• _INSTRUCTIONS TO FOLLOW_
Among the records below, find the lines containing "QuestDbClient" and state only how many there are.

[Stored items]
[Start of section]
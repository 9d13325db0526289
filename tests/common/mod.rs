//! In-process stand-in for QuestDB's HTTP server.
//!
//! Serves `/exec` and `/write` on an ephemeral port and records every request
//! so tests can assert on exactly what the client sent.

#![allow(dead_code)]

use axum::Router;
use axum::extract::{Query, State};
use axum::http::{HeaderMap, StatusCode};
use axum::routing::{get, post};
use questdb_mcp_server::config::ConnectionDescriptor;
use questdb_mcp_server::db::QuestDbClient;
use std::collections::HashMap;
use std::sync::{Arc, Mutex};
use tokio::net::TcpListener;
use tokio::sync::oneshot;

/// One request as seen by the fake server.
#[derive(Debug, Clone)]
pub struct Recorded {
    pub path: String,
    pub params: HashMap<String, String>,
    pub authorization: Option<String>,
    pub body: String,
}

#[derive(Debug, Clone)]
pub struct Reply {
    pub status: StatusCode,
    pub body: String,
}

impl Reply {
    pub fn new(status: StatusCode, body: impl Into<String>) -> Self {
        Self {
            status,
            body: body.into(),
        }
    }

    pub fn json(value: serde_json::Value) -> Self {
        Self::new(StatusCode::OK, value.to_string())
    }
}

#[derive(Default)]
struct FakeState {
    requests: Mutex<Vec<Recorded>>,
    exec_replies: Mutex<Vec<Reply>>,
    write_replies: Mutex<Vec<Reply>>,
}

impl FakeState {
    fn record(&self, recorded: Recorded) {
        self.requests.lock().unwrap().push(recorded);
    }

    /// Pop the next scripted reply; the last one repeats.
    fn next_reply(queue: &Mutex<Vec<Reply>>, fallback: Reply) -> Reply {
        let mut queue = queue.lock().unwrap();
        match queue.len() {
            0 => fallback,
            1 => queue[0].clone(),
            _ => queue.remove(0),
        }
    }
}

pub struct FakeQuestDb {
    pub port: u16,
    state: Arc<FakeState>,
    shutdown: Option<oneshot::Sender<()>>,
}

impl FakeQuestDb {
    pub async fn start() -> Self {
        let state = Arc::new(FakeState::default());

        let app = Router::new()
            .route("/exec", get(exec_handler))
            .route("/write", post(write_handler))
            .with_state(state.clone());

        let listener = TcpListener::bind("127.0.0.1:0").await.expect("bind");
        let port = listener.local_addr().expect("local_addr").port();

        let (shutdown_tx, shutdown_rx) = oneshot::channel::<()>();
        let server = axum::serve(listener, app).with_graceful_shutdown(async move {
            let _ = shutdown_rx.await;
        });
        tokio::spawn(async move { server.await });

        Self {
            port,
            state,
            shutdown: Some(shutdown_tx),
        }
    }

    pub fn descriptor(&self) -> ConnectionDescriptor {
        ConnectionDescriptor::new("127.0.0.1", self.port)
    }

    pub fn client(&self) -> QuestDbClient {
        QuestDbClient::new(self.descriptor()).expect("client")
    }

    pub fn reply_exec(&self, reply: Reply) {
        self.state.exec_replies.lock().unwrap().push(reply);
    }

    pub fn reply_write(&self, reply: Reply) {
        self.state.write_replies.lock().unwrap().push(reply);
    }

    pub fn requests(&self) -> Vec<Recorded> {
        self.state.requests.lock().unwrap().clone()
    }

    pub fn requests_to(&self, path: &str) -> Vec<Recorded> {
        self.requests()
            .into_iter()
            .filter(|r| r.path == path)
            .collect()
    }
}

impl Drop for FakeQuestDb {
    fn drop(&mut self) {
        if let Some(tx) = self.shutdown.take() {
            let _ = tx.send(());
        }
    }
}

fn authorization(headers: &HeaderMap) -> Option<String> {
    headers
        .get("authorization")
        .and_then(|v| v.to_str().ok())
        .map(str::to_string)
}

async fn exec_handler(
    State(state): State<Arc<FakeState>>,
    Query(params): Query<HashMap<String, String>>,
    headers: HeaderMap,
) -> (StatusCode, String) {
    state.record(Recorded {
        path: "/exec".to_string(),
        params,
        authorization: authorization(&headers),
        body: String::new(),
    });
    let reply = FakeState::next_reply(
        &state.exec_replies,
        Reply::json(serde_json::json!({"query": "", "columns": [], "dataset": [], "count": 0})),
    );
    (reply.status, reply.body)
}

async fn write_handler(
    State(state): State<Arc<FakeState>>,
    Query(params): Query<HashMap<String, String>>,
    headers: HeaderMap,
    body: String,
) -> (StatusCode, String) {
    state.record(Recorded {
        path: "/write".to_string(),
        params,
        authorization: authorization(&headers),
        body,
    });
    let reply = FakeState::next_reply(
        &state.write_replies,
        Reply::new(StatusCode::NO_CONTENT, ""),
    );
    (reply.status, reply.body)
}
[End of section]
• _YOUR RESPONSE_
3